Status epilepticus following inhalational exposure to Bifenthrin, a Type II pyrethroid

To the Editor:

Pyrethroids are commonly used commercial and domestic insecticides that infrequently result in human intoxication. Type I pyrethroids delay closure of voltage-gated sodium channels leading to protracted sodium influx (tail current) and membrane depolarization.^1,2 At high doses, the sodium tail current may be sufficient to prevent further action potential generation. Additional chloride channel inhibition by Type II pyrethroids such as Bifenthrin and Fenvalerate lowers the threshold for action potential generation and increases neuronal hyperexcitability.^2,3 causing profuse salivation, ataxia, hyperactivity, choreoathetosis and seizures in animals.⁴ In humans, dermal exposure leads to paresthesias and ingestion gives rise to nausea, vomiting, abdominal pain, increased secretions and dysphagia. Systemic effects such as dizziness, headache, fatigue, palpitations, chest tightness, blurred vision and convulsions occur by 4–48 h following ingestion. Mortality is low (1–2%) and most patients recover within 6 days following exposure.^1,4 Definitive diagnostic testing is not freely available and management is supportive as no specific antidote exists. Type II pyrethroid poisoning resulting in seizures in humans has been reported only in cases of suicidal or accidental ingestion but not after inhalational exposure. Low systemic toxicity by Type II pyrethroids may be due to poor dermal absorption and 2000-fold higher selectivity for insects over mammals.¹

We report a 45-year-old woman with history of a right fronto-temporal infarct one year prior to presentation who developed acute severe headache, vomiting and confusion and new-onset generalized tonic–clonic seizures in quick succession followed by obtundation and fixed left gaze deviation. Further history revealed that she had sprayed about 4 liters of an unknown dilution of Bifenthrin (original concentration 25.1%) without protection in a closed apartment bedroom prior to the onset of symptoms. There was no suicidal or accidental ingestion of the agent. Skin decontamination was performed and she was stabilized hemodynamically. Metabolic profile, complete blood counts, serum acetylcholine esterase levels, urine drug screen, were unrevealing. Convulsive status epilepticus was treated with intravenous Fosphenytoin and Lorazepam but she persisted to have fixed left-gaze deviation, obtundation and developed hypercarbic respiratory failure requiring intubation and neurointensive care. Continuous EEG monitoring revealed multiple subclinical seizures arising from the right fronto-temporal region suggesting that the previous stroke was the likely focus. MRI of brain excluded a new infarct or new structural lesion. Seizure control was achieved by 72 h with three antiepileptics and she showed clinical improvement by day 4. She made a full recovery and remained seizure-free on 3 anti-epileptics until discharge with no neurological deficits at follow-up.
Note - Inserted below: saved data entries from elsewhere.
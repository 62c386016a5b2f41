//! PayPal sandbox IPN round-trip tester.
//!
//! An administrator starts a sandbox donation, PayPal calls the IPN
//! listener back, the callback is echoed to PayPal's verification endpoint
//! and the outcome is stored and emailed to the site administrator.

use axum::{
    routing::{get, post},
    Router,
};
use std::sync::Arc;

pub mod admin;
pub mod config;
pub mod email;
pub mod initiate;
pub mod ipn;
pub mod paypal_handler;
pub mod report;
pub mod store;

use paypal_handler::{
    sandbox_ipn_handler, sandbox_return_handler, sandbox_status_handler,
    settings_tool_handler, start_sandbox_test_handler, SandboxTestState,
};

/// Builds the application router around a prepared state.
pub fn app(state: Arc<SandboxTestState>) -> Router {
    let paypal_router = Router::new()
        .route("/sandbox-test", post(start_sandbox_test_handler))
        .route("/sandbox-test/return", get(sandbox_return_handler))
        .route("/sandbox-test/status", get(sandbox_status_handler))
        .route("/ipn", post(sandbox_ipn_handler))
        .with_state(state.clone());

    let admin_router = Router::new()
        .route("/settings", get(settings_tool_handler))
        .with_state(state);

    Router::new()
        .nest("/paypal", paypal_router)
        .nest("/admin", admin_router)
        .route("/health", get(|| async { "OK" }))
}
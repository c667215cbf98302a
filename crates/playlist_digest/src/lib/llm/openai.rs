use reqwest::Client;
use serde::Deserialize;
use serde_json::Value;

use crate::{Summarizer, SummaryResponse};

pub const DEFAULT_BASE_URL: &str = "https://api.openai.com/v1";

pub struct OpenAIClient {
    client: Client,
    api_key: String,
    base_url: String,
}

#[derive(Debug, thiserror::Error)]
pub enum OpenAIError {
    #[error("HTTP error: {0}")]
    Request(#[from] reqwest::Error),
    #[error("API error: {status} - {message}")]
    Api { status: u16, message: String },
    #[error("No content in completion response")]
    EmptyResponse,
}

impl OpenAIError {
    /// Credential errors; retrying with the next video won't help.
    pub fn is_auth(&self) -> bool {
        matches!(self, OpenAIError::Api { status: 401 | 403, .. })
    }
}

impl OpenAIClient {
    pub fn new(api_key: impl Into<String>) -> Self {
        Self {
            client: Client::new(),
            api_key: api_key.into(),
            base_url: DEFAULT_BASE_URL.into(),
        }
    }

    pub fn with_base_url(mut self, url: impl Into<String>) -> Self {
        self.base_url = url.into().trim_end_matches('/').to_string();
        self
    }

    pub fn with_http_client(mut self, client: Client) -> Self {
        self.client = client;
        self
    }

    pub async fn send_completion_request(
        &self,
        model_name: &str,
        system_prompt: &str,
        user_content: &str,
        max_tokens: u32,
    ) -> Result<CompletionResponse, OpenAIError> {
        let body = completion_body(model_name, system_prompt, user_content, max_tokens);

        let resp = self
            .client
            .post(format!("{}/chat/completions", self.base_url))
            .bearer_auth(&self.api_key)
            .json(&body)
            .send()
            .await
            .inspect_err(|e| tracing::error!(error = %e, "Failed to make http request"))?;

        if !resp.status().is_success() {
            let status = resp.status().as_u16();
            let message = resp.text().await.unwrap_or_default();
            return Err(OpenAIError::Api { status, message });
        }

        Ok(resp.json::<CompletionResponse>().await?)
    }
}

fn completion_body(model_name: &str, system_prompt: &str, user_content: &str, max_tokens: u32) -> Value {
    serde_json::json!({
        "model": model_name,
        "max_tokens": max_tokens,
        "messages": [
            {
                "role": "system",
                "content": system_prompt
            },
            {
                "role": "user",
                "content": user_content
            }
        ]
    })
}

#[derive(Debug, Deserialize)]
pub struct CompletionResponse {
    pub id: String,
    pub choices: Vec<CompletionChoice>,
}

impl CompletionResponse {
    /// Text of the first choice; an absent or blank message is an error.
    pub fn into_content(self) -> Result<String, OpenAIError> {
        let choice = self
            .choices
            .into_iter()
            .next()
            .ok_or(OpenAIError::EmptyResponse)?;

        if choice.finish_reason.as_deref() == Some("length") {
            tracing::warn!("Completion stopped at the output token limit");
        }

        choice
            .message
            .content
            .filter(|content| !content.trim().is_empty())
            .ok_or(OpenAIError::EmptyResponse)
    }
}

#[derive(Debug, Deserialize)]
pub struct CompletionChoice {
    pub index: u32,
    pub message: CompletionMessage,
    pub finish_reason: Option<String>,
}

#[derive(Debug, Deserialize)]
pub struct CompletionMessage {
    pub role: String,
    pub content: Option<String>,
}

impl Summarizer for OpenAIClient {
    const SUMMARIZER_MODEL: &'static str = "gpt-4o-2024-05-13";
    type Error = OpenAIError;

    #[tracing::instrument(skip_all, fields(model = Self::SUMMARIZER_MODEL))]
    async fn summarize(
        &self,
        system_prompt: &str,
        content: &str,
    ) -> Result<SummaryResponse, Self::Error> {
        let summary = self
            .send_completion_request(
                Self::SUMMARIZER_MODEL,
                system_prompt,
                content,
                Self::MAX_OUTPUT_TOKENS,
            )
            .await
            .and_then(CompletionResponse::into_content)
            .inspect_err(|e| tracing::error!(error = %e, "Failed to summarize content"))?;

        Ok(SummaryResponse { summary })
    }

    fn is_fatal(error: &Self::Error) -> bool {
        error.is_auth()
    }
}

#[cfg(test)]
mod tests {
    use super::*;
    use serde_json::json;

    #[test]
    fn test_completion_body_has_fixed_shape() {
        let body = completion_body("gpt-4o-2024-05-13", "be brief", "Topic: x\nTranscript: y", 750);

        assert_eq!(
            body,
            json!({
                "model": "gpt-4o-2024-05-13",
                "max_tokens": 750,
                "messages": [
                    {"role": "system", "content": "be brief"},
                    {"role": "user", "content": "Topic: x\nTranscript: y"}
                ]
            })
        );
        assert!(body.get("temperature").is_none());
    }

    #[test]
    fn test_into_content_takes_first_choice() {
        let response: CompletionResponse = serde_json::from_value(json!({
            "id": "chatcmpl-1",
            "choices": [
                {"index": 0, "message": {"role": "assistant", "content": "A summary."}, "finish_reason": "stop"},
                {"index": 1, "message": {"role": "assistant", "content": "Another."}, "finish_reason": "stop"}
            ]
        }))
        .unwrap();

        assert_eq!(response.into_content().unwrap(), "A summary.");
    }

    #[test]
    fn test_into_content_rejects_missing_content() {
        let no_choices: CompletionResponse =
            serde_json::from_value(json!({"id": "c", "choices": []})).unwrap();
        assert!(matches!(
            no_choices.into_content(),
            Err(OpenAIError::EmptyResponse)
        ));

        let blank: CompletionResponse = serde_json::from_value(json!({
            "id": "c",
            "choices": [{"index": 0, "message": {"role": "assistant", "content": "  "}, "finish_reason": null}]
        }))
        .unwrap();
        assert!(matches!(blank.into_content(), Err(OpenAIError::EmptyResponse)));
    }

    #[test]
    fn test_auth_errors_are_fatal() {
        let unauthorized = OpenAIError::Api {
            status: 401,
            message: "invalid_api_key".into(),
        };
        let rate_limited = OpenAIError::Api {
            status: 429,
            message: "slow down".into(),
        };

        assert!(OpenAIClient::is_fatal(&unauthorized));
        assert!(!OpenAIClient::is_fatal(&rate_limited));
        assert!(!OpenAIClient::is_fatal(&OpenAIError::EmptyResponse));
    }
}
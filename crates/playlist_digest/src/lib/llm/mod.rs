pub mod openai;
pub mod prompt;
pub mod summarizer;
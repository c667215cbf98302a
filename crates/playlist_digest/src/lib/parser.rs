//! # Yt Parser
//!
//! Extracts and interprets the JSON blobs YouTube embeds in its playlist and watch pages:
//! `ytInitialData` for playlist membership, `ytInitialPlayerResponse` for per-video details
//! and caption tracks, and the `json3` timed-text format for the captions themselves.

use std::{ops::Deref, sync::LazyLock};

use chrono::NaiveDate;
use itertools::Itertools;
use regex::Regex;
use serde::de::DeserializeOwned;
use serde_json::Value;

use crate::{
    error::Error,
    record::PlaylistEntry,
    types::{CaptionTrack, PlayerResponse, PlaylistVideoRenderer, TimedText},
    yt::TranscriptError,
};

static YT_INTIALDATA_RE: LazyLock<Regex> = LazyLock::new(|| {
    regex::Regex::new(r"(?s)<script[^>]*>\s*var\s+ytInitialData\s*=\s*(\{.*?\});\s*</script>")
        .unwrap()
});

static YT_PLAYER_RESPONSE_RE: LazyLock<Regex> = LazyLock::new(|| {
    regex::Regex::new(
        r"(?s)var\s+ytInitialPlayerResponse\s*=\s*(\{.*?\});\s*(?:var\s|</script>)",
    )
    .unwrap()
});

static INNERTUBE_API_KEY_RE: LazyLock<Regex> =
    LazyLock::new(|| regex::Regex::new(r#""INNERTUBE_API_KEY"\s*:\s*"([^"]+)""#).unwrap());

static INNERTUBE_CLIENT_VERSION_RE: LazyLock<Regex> = LazyLock::new(|| {
    regex::Regex::new(r#""INNERTUBE_CONTEXT_CLIENT_VERSION"\s*:\s*"([^"]+)""#).unwrap()
});

/// One page of playlist members, plus the token for the next page if there is one.
#[derive(Debug, Default)]
pub struct PlaylistPage {
    pub entries: Vec<PlaylistEntry>,
    pub continuation: Option<String>,
}

/// Parses the first page of a playlist from its `ytInitialData`.
///
/// A page whose browse results carry no video list is an empty playlist.
///
/// # Returns
/// * `Ok(PlaylistPage)` with entries in display order.
/// * `Err(Error::ParseError)` if the page has no browse results at all, which is what
///   YouTube serves for missing or private playlists.
#[tracing::instrument(skip(json))]
pub fn parse_playlist_page(json: &Value) -> Result<PlaylistPage, Error> {
    let tabs = json["contents"]["twoColumnBrowseResultsRenderer"]["tabs"]
        .as_array()
        .ok_or(Error::ParseError(
            "Failed to get ytInitialData['contents']['twoColumnBrowseResultsRenderer']['tabs']",
        ))?;

    let items = tabs
        .iter()
        .filter_map(|tab| tab["tabRenderer"]["content"]["sectionListRenderer"]["contents"].as_array())
        .flatten()
        .filter_map(|section| section["itemSectionRenderer"]["contents"].as_array())
        .flatten()
        .find_map(|content| content["playlistVideoListRenderer"]["contents"].as_array());

    match items {
        Some(items) => Ok(parse_playlist_items(items)),
        None => Ok(PlaylistPage::default()),
    }
}

/// Parses a `browse` continuation response.
#[tracing::instrument(skip(json))]
pub fn parse_playlist_continuation(json: &Value) -> Result<PlaylistPage, Error> {
    let actions = json["onResponseReceivedActions"]
        .as_array()
        .ok_or(Error::ParseError(
            "Failed to get ['onResponseReceivedActions'] from continuation response",
        ))?;

    let mut page = PlaylistPage::default();
    for items in actions
        .iter()
        .filter_map(|action| action["appendContinuationItemsAction"]["continuationItems"].as_array())
    {
        let PlaylistPage {
            entries,
            continuation,
        } = parse_playlist_items(items);
        page.entries.extend(entries);
        page.continuation = continuation.or(page.continuation);
    }

    Ok(page)
}

/// Items that don't describe a playable video are logged and left out.
fn parse_playlist_items(items: &[Value]) -> PlaylistPage {
    let mut page = PlaylistPage::default();

    for item in items {
        if let Some(renderer) = item.get("playlistVideoRenderer") {
            // Deleted and private videos stay listed but carry no length and can't be played
            match serde_json::from_value::<PlaylistVideoRenderer>(renderer.clone())
                .map_err(Error::from)
                .and_then(PlaylistEntry::try_from)
            {
                Ok(entry) => page.entries.push(entry),
                Err(e) => tracing::debug!(error = %e, "Skipping unplayable playlist item"),
            }
        } else if let Some(token) = item["continuationItemRenderer"]["continuationEndpoint"]
            ["continuationCommand"]["token"]
            .as_str()
        {
            page.continuation = Some(token.to_string());
        }
    }

    page
}

/// The human-readable alert YouTube shows instead of a playlist, if any.
pub fn playlist_alert(json: &Value) -> Option<String> {
    json["alerts"].as_array()?.iter().find_map(|alert| {
        let text = &alert["alertRenderer"]["text"];
        text["simpleText"].as_str().map(str::to_string).or_else(|| {
            text["runs"]
                .as_array()
                .map(|runs| runs.iter().filter_map(|r| r["text"].as_str()).join(""))
        })
    })
}

impl TryFrom<PlaylistVideoRenderer> for PlaylistEntry {
    type Error = Error;

    fn try_from(
        PlaylistVideoRenderer {
            video_id,
            title,
            short_byline_text,
            length_seconds,
            is_playable,
        }: PlaylistVideoRenderer,
    ) -> Result<Self, Self::Error> {
        if !is_playable {
            return Err(Error::ParseError("Playlist item is not playable"));
        }
        let duration_secs = length_seconds
            .as_deref()
            .and_then(|s| s.parse::<u64>().ok())
            .ok_or(Error::ParseError("No value found for 'lengthSeconds'"))?;
        let title = title
            .text()
            .ok_or(Error::ParseError(
                "Failed to get video title via ['title']['runs'][0]['text']",
            ))?
            .to_string();
        let author = short_byline_text
            .as_ref()
            .and_then(|byline| byline.text())
            .unwrap_or_default()
            .to_string();

        Ok(PlaylistEntry {
            video_id,
            title,
            author,
            publish_date: None,
            duration_secs,
        })
    }
}

/// Reads the publish date from a player response's microformat.
///
/// YouTube has served both `2024-05-13` and `2024-05-13T07:00:00-07:00`; only the date
/// part is kept.
pub fn parse_publish_date(player: &PlayerResponse) -> Option<NaiveDate> {
    let renderer = player
        .microformat
        .as_ref()?
        .player_microformat_renderer
        .as_ref()?;
    let raw = renderer
        .publish_date
        .as_deref()
        .or(renderer.upload_date.as_deref())?;

    NaiveDate::parse_from_str(raw.get(..10)?, "%Y-%m-%d").ok()
}

/// Picks the caption track to fetch for a video.
///
/// Languages are tried in preference order; within a language an uploaded track wins over
/// an auto-generated one.
pub fn select_caption_track(
    player: &PlayerResponse,
    languages: &[String],
) -> Result<CaptionTrack, TranscriptError> {
    if player.playability_status.status != "OK" {
        return Err(TranscriptError::Other(
            player
                .playability_status
                .reason
                .clone()
                .unwrap_or_else(|| format!("video is {}", player.playability_status.status)),
        ));
    }

    let tracks = player
        .captions
        .as_ref()
        .and_then(|captions| captions.player_captions_tracklist_renderer.as_ref())
        .map(|tracklist| tracklist.caption_tracks.as_slice())
        .ok_or(TranscriptError::TranscriptsDisabled)?;

    languages
        .iter()
        .find_map(|lang| {
            let mut matching = tracks
                .iter()
                .filter(|track| track.language_code.eq_ignore_ascii_case(lang));
            matching
                .clone()
                .find(|track| !track.is_generated())
                .or_else(|| matching.find(|track| track.is_generated()))
        })
        .cloned()
        .ok_or(TranscriptError::NoTranscriptFound)
}

/// Flattens timed text into a single line: segments in chronological order, each trimmed,
/// joined by one space, with no timing information kept.
pub fn timed_text_to_transcript(timed_text: &TimedText) -> String {
    timed_text
        .events
        .iter()
        .filter_map(|event| event.segs.as_ref().map(|segs| (event.t_start_ms, segs)))
        .sorted_by_key(|(start, _)| *start)
        .map(|(_, segs)| {
            segs.iter()
                .map(|seg| seg.utf8.as_str())
                .join("")
                .split_whitespace()
                .join(" ")
        })
        .filter(|line| !line.is_empty())
        .join(" ")
}

/// Innertube credentials scraped from a page, needed for `browse` continuations.
#[derive(Debug, Clone, Default, PartialEq)]
pub struct InnertubeConfig {
    pub api_key: Option<String>,
    pub client_version: Option<String>,
}

pub struct YtHtmlDocument(String);

impl Deref for YtHtmlDocument {
    type Target = String;

    fn deref(&self) -> &Self::Target {
        &self.0
    }
}

impl YtHtmlDocument {
    pub fn new(doc: String) -> Self {
        YtHtmlDocument(doc)
    }

    /// Deserializes the page's `ytInitialData`.
    pub fn to_json<T>(&self) -> Result<T, crate::error::Error>
    where
        T: DeserializeOwned,
    {
        Self::extract(&YT_INTIALDATA_RE, self).ok_or(Error::ParseError(
            "Failed to extract ytInitialData from the page's script tag",
        ))
    }

    /// Deserializes the page's `ytInitialPlayerResponse`.
    pub fn player_response<T>(&self) -> Result<T, crate::error::Error>
    where
        T: DeserializeOwned,
    {
        Self::extract(&YT_PLAYER_RESPONSE_RE, self).ok_or(Error::ParseError(
            "Failed to extract ytInitialPlayerResponse from the page's script tag",
        ))
    }

    pub fn innertube_config(&self) -> InnertubeConfig {
        let capture = |re: &Regex| {
            re.captures(self)
                .and_then(|cap| cap.get(1))
                .map(|m| m.as_str().to_string())
        };

        InnertubeConfig {
            api_key: capture(&INNERTUBE_API_KEY_RE),
            client_version: capture(&INNERTUBE_CLIENT_VERSION_RE),
        }
    }

    fn extract<T: DeserializeOwned>(re: &Regex, doc: &str) -> Option<T> {
        re.captures(doc)
            .and_then(|cap| cap.get(1))
            .and_then(|m| serde_json::from_str(m.as_str()).ok())
    }
}

impl From<String> for YtHtmlDocument {
    fn from(value: String) -> Self {
        YtHtmlDocument(value)
    }
}
use tracing_bunyan_formatter::{BunyanFormattingLayer, JsonStorageLayer};
use tracing_subscriber::{layer::SubscriberExt, EnvFilter, Registry};

/// Installs the global subscriber: bunyan-formatted JSON on stderr, filtered by `RUST_LOG`
/// (defaults to `info`). Stdout stays free for the rendered summaries.
pub fn init_tracing_subscriber() -> anyhow::Result<()> {
    let env_filter = EnvFilter::try_from_default_env().unwrap_or_else(|_| EnvFilter::new("info"));
    let formatting_layer =
        BunyanFormattingLayer::new(env!("CARGO_PKG_NAME").to_string(), std::io::stderr);

    let subscriber = Registry::default()
        .with(env_filter)
        .with(JsonStorageLayer)
        .with(formatting_layer);

    tracing::subscriber::set_global_default(subscriber)?;

    Ok(())
}
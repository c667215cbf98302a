//! Records flowing through a run: playlist members, fetched videos, summaries, and the
//! report handed to the presentation layer.

use chrono::NaiveDate;
use indexmap::IndexMap;
use serde::{Serialize, Serializer};

use crate::yt::TranscriptError;

/// A playlist member as the provider lists it.
#[derive(Debug, Clone, Default, PartialEq)]
pub struct PlaylistEntry {
    pub video_id: String,
    pub title: String,
    pub author: String,
    pub publish_date: Option<NaiveDate>,
    pub duration_secs: u64,
}

/// A playlist member whose transcript was fetched.
#[derive(Debug, Clone, PartialEq)]
pub struct VideoRecord {
    pub video_id: String,
    pub title: String,
    pub author: String,
    pub publish_date: Option<NaiveDate>,
    pub duration_secs: u64,
    pub transcript: String,
    pub transcript_fetch_secs: f64,
}

impl VideoRecord {
    pub fn new(entry: PlaylistEntry, transcript: String, transcript_fetch_secs: f64) -> Self {
        let PlaylistEntry {
            video_id,
            title,
            author,
            publish_date,
            duration_secs,
        } = entry;

        Self {
            video_id,
            title,
            author,
            publish_date,
            duration_secs,
            transcript,
            transcript_fetch_secs: round_secs(transcript_fetch_secs),
        }
    }
}

/// The summarized form of a [`VideoRecord`]. Field order matches the exported table.
#[derive(Debug, Clone, PartialEq, Serialize)]
pub struct SummaryRecord {
    pub video_id: String,
    pub title: String,
    pub author: String,
    pub summary: String,
    #[serde(rename = "date_published", serialize_with = "serialize_date")]
    pub publish_date: Option<NaiveDate>,
    #[serde(rename = "duration")]
    pub duration_secs: u64,
    #[serde(skip)]
    pub transcript_fetch_secs: f64,
    #[serde(skip)]
    pub completion_secs: f64,
}

impl SummaryRecord {
    pub fn new(record: &VideoRecord, summary: String, completion_secs: f64) -> Self {
        Self {
            video_id: record.video_id.clone(),
            title: record.title.clone(),
            author: record.author.clone(),
            summary,
            publish_date: record.publish_date,
            duration_secs: record.duration_secs,
            transcript_fetch_secs: record.transcript_fetch_secs,
            completion_secs: round_secs(completion_secs),
        }
    }

    /// `YYYY-MM-DD`, or empty when the provider did not report a date.
    pub fn date_published(&self) -> String {
        self.publish_date
            .map(|date| date.format("%Y-%m-%d").to_string())
            .unwrap_or_default()
    }
}

fn serialize_date<S: Serializer>(date: &Option<NaiveDate>, s: S) -> Result<S::Ok, S::Error> {
    match date {
        Some(date) => s.collect_str(&date.format("%Y-%m-%d")),
        None => s.serialize_str(""),
    }
}

/// A video left out of the summaries because its transcript was unavailable.
#[derive(Debug, Clone, PartialEq)]
pub struct SkippedVideo {
    pub video_id: String,
    pub title: String,
    pub reason: TranscriptError,
}

/// A video whose completion call failed; the rest of the run carried on.
#[derive(Debug, Clone, PartialEq)]
pub struct FailedVideo {
    pub video_id: String,
    pub title: String,
    pub error: String,
}

/// Everything one run produced.
#[derive(Debug, Clone, Default)]
pub struct RunReport {
    pub playlist: String,
    /// Keyed by video id, in playlist order.
    pub summaries: IndexMap<String, SummaryRecord>,
    pub skipped: Vec<SkippedVideo>,
    pub failed: Vec<FailedVideo>,
}

impl RunReport {
    pub fn new(playlist: impl Into<String>) -> Self {
        Self {
            playlist: playlist.into(),
            ..Default::default()
        }
    }

    pub fn is_empty(&self) -> bool {
        self.summaries.is_empty()
    }
}

fn round_secs(secs: f64) -> f64 {
    (secs * 100.0).round() / 100.0
}
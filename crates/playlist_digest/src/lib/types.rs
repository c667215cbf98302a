//! Serde views over the JSON YouTube embeds in its pages.
//!
//! Only the fields this crate reads are modelled; everything else is ignored.

use serde::Deserialize;

#[derive(Debug, Default, Deserialize)]
pub struct Runs {
    #[serde(default)]
    pub runs: Vec<TextRun>,
    #[serde(rename = "simpleText")]
    pub simple_text: Option<String>,
}

impl Runs {
    /// Text of the first run, falling back to `simpleText`.
    pub fn text(&self) -> Option<&str> {
        self.runs
            .first()
            .map(|run| run.text.as_str())
            .or(self.simple_text.as_deref())
    }
}

#[derive(Debug, Default, Deserialize)]
pub struct TextRun {
    pub text: String,
}

/// `playlistVideoRenderer` item of a playlist page.
#[derive(Debug, Deserialize)]
#[serde(rename_all = "camelCase")]
pub struct PlaylistVideoRenderer {
    pub video_id: String,
    #[serde(default)]
    pub title: Runs,
    pub short_byline_text: Option<Runs>,
    pub length_seconds: Option<String>,
    #[serde(default = "default_playable")]
    pub is_playable: bool,
}

fn default_playable() -> bool {
    true
}

/// `ytInitialPlayerResponse` of a watch page.
#[derive(Debug, Default, Deserialize)]
#[serde(rename_all = "camelCase")]
pub struct PlayerResponse {
    #[serde(default)]
    pub playability_status: PlayabilityStatus,
    pub microformat: Option<Microformat>,
    pub captions: Option<Captions>,
}

#[derive(Debug, Deserialize)]
#[serde(rename_all = "camelCase")]
pub struct PlayabilityStatus {
    pub status: String,
    pub reason: Option<String>,
}

impl Default for PlayabilityStatus {
    fn default() -> Self {
        Self {
            status: "OK".into(),
            reason: None,
        }
    }
}

#[derive(Debug, Deserialize)]
#[serde(rename_all = "camelCase")]
pub struct Microformat {
    pub player_microformat_renderer: Option<PlayerMicroformatRenderer>,
}

#[derive(Debug, Deserialize)]
#[serde(rename_all = "camelCase")]
pub struct PlayerMicroformatRenderer {
    pub publish_date: Option<String>,
    pub upload_date: Option<String>,
}

#[derive(Debug, Deserialize)]
#[serde(rename_all = "camelCase")]
pub struct Captions {
    pub player_captions_tracklist_renderer: Option<CaptionTracklist>,
}

#[derive(Debug, Deserialize)]
#[serde(rename_all = "camelCase")]
pub struct CaptionTracklist {
    #[serde(default)]
    pub caption_tracks: Vec<CaptionTrack>,
}

#[derive(Debug, Clone, Deserialize)]
#[serde(rename_all = "camelCase")]
pub struct CaptionTrack {
    pub base_url: String,
    pub language_code: String,
    /// `"asr"` for auto-generated tracks, absent for uploaded ones.
    pub kind: Option<String>,
}

impl CaptionTrack {
    pub fn is_generated(&self) -> bool {
        self.kind.as_deref() == Some("asr")
    }
}

/// Timed-text response requested with `fmt=json3`.
#[derive(Debug, Default, Deserialize)]
pub struct TimedText {
    #[serde(default)]
    pub events: Vec<TimedTextEvent>,
}

#[derive(Debug, Deserialize)]
#[serde(rename_all = "camelCase")]
pub struct TimedTextEvent {
    #[serde(default)]
    pub t_start_ms: u64,
    pub segs: Option<Vec<TimedTextSegment>>,
}

#[derive(Debug, Deserialize)]
pub struct TimedTextSegment {
    #[serde(default)]
    pub utf8: String,
}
Overzealous spraying of Bifenthrin in a confined environment in addition to lowered seizure threshold from a previous stroke probably contributed to refractory seizures in our patient, although there was no analytical drug confirmation. A careful drug-exposure history and direct confirmation of the toxic agent are necessary prior to making a diagnosis of pyrethroid intoxication. A high index of suspicion for pyrethroid-toxicity should be maintained even after inhalational exposure to Type II pyrethroids especially in patients who are at higher risk for seizures.

Declaration of interest

The authors report no conflicts of interest. The authors alone are responsible for the content and writing of the paper.